Race on to rescue 153 chinese coal miners

Published:

Race on to rescue 153 trapped Chinese coal miners

By GILLIAN WONG, Associated Press Writer

Gillian Wong, Associated Press Writer

1 hr 52 mins ago

XIANGNING, China – Rescuers working in a drizzling rain raced Monday to free 153 coal miners trapped deep underground by a flood that may have started when workers digging a new mine in northern China accidentally broke into a network of old, water-filled shafts.

Such derelict tunnels are posing new risks to miners across China even as the country improves safety in its notoriously hazardous mines, where accidents kill thousands each year.

So far, there has been no contact with the trapped miners, more than 24 hours after the flooding.

"Their situation until now is still unknown so that is making everyone very worried," said Liu Dezheng, a chief engineer with the work safety bureau in northern China's Shanxi province, where the mine is located.

Rescuers worked to pump water from the Wangjialing coal mine. The state-owned mine about 400 miles (650 kilometers) southwest of Beijing was under construction and had been scheduled to start production later this year, the China Daily newspaper reported.

The accident could become one of the worst mining disasters in recent years if rescue efforts fail and would set back marked improvements in mining safety.

Liu warned that any rescue was still days away, and workers were being put on four-hour shifts to make sure they got enough rest.

"This is not something that can be achieved in one or two days," Liu said. "(Rescuers) must be prepared to work at least seven days and seven nights."

Some 261 workers were inside the Wangjialing mine when it flooded Sunday, and 108 escaped or were rescued, China's State Administration of Work Safety said in a statement on its Web site early Monday.

State television said the workers were trapped in nine different places in the mine, which was flooded with up to 5 million cubic feet (140,000 cubic meters) of water.

At the mine, located at the end of a long winding mountain road, rescue workers strapped metal pipes and other parts of a pump onto a metal trolley and pushed it along rail tracks into the entrance, where it was lowered into the shaft.

About 30 people, many of them miners, stood quietly behind the police cordon watching the rescuers work.

Fan Leisheng, one of the miners who escaped, described the sudden rush of water that tore through the mine.

"It looked like a tidal wave, and I was so scared," Fan told China Central Television. "I immediately ran away and looked back to see some others hanging behind. I shouted at them to get out. It was unbelievable because I got out from 1,000 meters (3,280 feet) underground."

The official Xinhua News Agency reported that President Hu Jintao ordered local authorities to "spare no effort" in saving the trapped workers.

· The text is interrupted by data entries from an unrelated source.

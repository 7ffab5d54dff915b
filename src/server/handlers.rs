//! Request handlers for the `/v1` API

use crate::mapper;
use crate::model::{
    BatchQueuedResponse, BatchScrapeRequest, CrawlQueuedResponse, CrawlRequest, ErrorsResponse,
    JobSnapshot, MapRequest, MapResponse, ScrapeRequest, ScrapeResponse,
};
use crate::server::response::ApiError;
use crate::server::AppState;
use axum::extract::rejection::JsonRejection;
use axum::extract::{Path, State};
use axum::Json;
use serde_json::{json, Value};

pub async fn health() -> Json<Value> {
    Json(json!({"status": "ok"}))
}

/// POST /v1/scrape
pub async fn scrape(
    State(state): State<AppState>,
    payload: Result<Json<ScrapeRequest>, JsonRejection>,
) -> Result<Json<ScrapeResponse>, ApiError> {
    let Json(req) = payload.map_err(|e| ApiError::bad_request(format!("Invalid request body: {}", e)))?;
    if req.url.is_empty() {
        return Err(ApiError::bad_request("URL is required"));
    }

    let artifact = state.extractor.extract(req).await.map_err(ApiError::from)?;

    // A page that never answered is a fetch failure; a page that answered
    // with an error status is still a result.
    if artifact.is_transport_failure() {
        let message = artifact.metadata.error.clone().unwrap_or_default();
        return Err(ApiError::internal(format!(
            "Failed to scrape URL: {}",
            message
        )));
    }

    Ok(Json(ScrapeResponse {
        success: true,
        data: artifact,
    }))
}

/// POST /v1/map
pub async fn map_site(
    State(state): State<AppState>,
    payload: Result<Json<MapRequest>, JsonRejection>,
) -> Result<Json<MapResponse>, ApiError> {
    let Json(req) = payload.map_err(|e| ApiError::bad_request(format!("Invalid request body: {}", e)))?;
    if req.url.is_empty() {
        return Err(ApiError::bad_request("URL is required"));
    }

    let response = mapper::map(&state.client, &req)
        .await
        .map_err(ApiError::from)?;
    Ok(Json(response))
}

/// POST /v1/crawl
pub async fn start_crawl(
    State(state): State<AppState>,
    payload: Result<Json<CrawlRequest>, JsonRejection>,
) -> Result<Json<CrawlQueuedResponse>, ApiError> {
    let Json(req) = payload.map_err(|e| ApiError::bad_request(format!("Invalid request body: {}", e)))?;
    if req.url.is_empty() {
        return Err(ApiError::bad_request("URL is required"));
    }

    let id = state.runner.start_crawl(req).await.map_err(ApiError::from)?;
    let url = state.runner.crawl_status_url(&id);

    Ok(Json(CrawlQueuedResponse {
        success: true,
        id,
        url,
    }))
}

/// GET /v1/crawl/{id}
pub async fn crawl_status(
    State(state): State<AppState>,
    Path(id): Path<String>,
) -> Result<Json<JobSnapshot>, ApiError> {
    let job = state.store.get_crawl_job(&id).await.map_err(ApiError::from)?;
    let snapshot = JobSnapshot::of_crawl(&job, &state.runner.crawl_status_url(&id));
    Ok(Json(snapshot))
}

/// DELETE /v1/crawl/{id}
pub async fn cancel_crawl(
    State(state): State<AppState>,
    Path(id): Path<String>,
) -> Result<Json<Value>, ApiError> {
    state
        .store
        .cancel_crawl_job(&id)
        .await
        .map_err(ApiError::from)?;
    Ok(Json(json!({"status": "cancelled"})))
}

/// GET /v1/crawl/{id}/errors
pub async fn crawl_errors(
    State(state): State<AppState>,
    Path(id): Path<String>,
) -> Result<Json<ErrorsResponse>, ApiError> {
    // The job must exist; the side lists may legitimately be empty.
    state.store.get_crawl_job(&id).await.map_err(ApiError::from)?;

    let errors = state
        .store
        .get_crawl_errors(&id)
        .await
        .map_err(ApiError::from)?;
    Ok(Json(errors))
}

/// POST /v1/batch/scrape
pub async fn start_batch(
    State(state): State<AppState>,
    payload: Result<Json<BatchScrapeRequest>, JsonRejection>,
) -> Result<Json<BatchQueuedResponse>, ApiError> {
    let Json(req) = payload.map_err(|e| ApiError::bad_request(format!("Invalid request body: {}", e)))?;
    let (id, invalid_urls) = state.runner.start_batch(req).await.map_err(ApiError::from)?;
    let url = state.runner.batch_status_url(&id);

    Ok(Json(BatchQueuedResponse {
        success: true,
        id,
        url,
        invalid_urls,
    }))
}

/// GET /v1/batch/scrape/{id}
pub async fn batch_status(
    State(state): State<AppState>,
    Path(id): Path<String>,
) -> Result<Json<JobSnapshot>, ApiError> {
    let job = state.store.get_batch_job(&id).await.map_err(ApiError::from)?;
    let snapshot = JobSnapshot::of_batch(&job, &state.runner.batch_status_url(&id));
    Ok(Json(snapshot))
}

/// GET /v1/batch/scrape/{id}/errors
pub async fn batch_errors(
    State(state): State<AppState>,
    Path(id): Path<String>,
) -> Result<Json<ErrorsResponse>, ApiError> {
    let job = state.store.get_batch_job(&id).await.map_err(ApiError::from)?;
    Ok(Json(ErrorsResponse {
        errors: job.errors,
        robots_blocked: job.robots_blocked,
    }))
}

Officials have yet to declare the cause of the accident, but experts said it was likely that workers broke into the old shafts or pits of derelict mines that had filled with water.

"It could be that they broke into old workings, works that were not properly mapped out," said David Feickert, a coal mine safety adviser to the Chinese government. "That's a common problem with flooding, and Shanxi is an area where they have very extensive mining, a lot of old mines."

Though China's mining industry is still the world's deadliest, it has dramatically improved its safety record over the last seven years, said Feickert, who is based in Wanganui, New Zealand and Beijing.

Accidents killed 2,631 coal miners last year, fewer than half the 6,995 deaths in 2002, the most dangerous year on record, according to the State Administration of Coal Mine Safety. That means on average more than seven miners die every day, down from 19.1 in 2002.

The decline in deaths comes amid a ramping up in the mining of coal, which fuels about 70 percent of China's voracious energy needs.

Much of the safety improvement has come from shutting down smaller, labor-intensive operators or forcing them into mergers with better-funded state companies.

Lu Jianzhang, a former researcher with the China Coal Research Institute in Beijing, also said that he suspected old mine shafts were to blame. If that were the case, it could brighten the prospects of finding survivors, he said.

"Since the amount of the water is limited and runs out after the initial flood, there is still probably hope for miners' survival," Lu said.

Wangjialing's parent company, Huajin Coking Coal Co., is co-owned by China's second-largest coal mining company, the China National Coal Group Corp., with the remaining 50 percent stake owned by the Shanxi Coking Coal Group Co., another major miner.

The worst accidents in recent years include a coal mine flood in eastern Shandong province in August 2007 that left 172 miners dead and a mine blast in northeastern Liaoning province in February 2005 that killed 214 miners.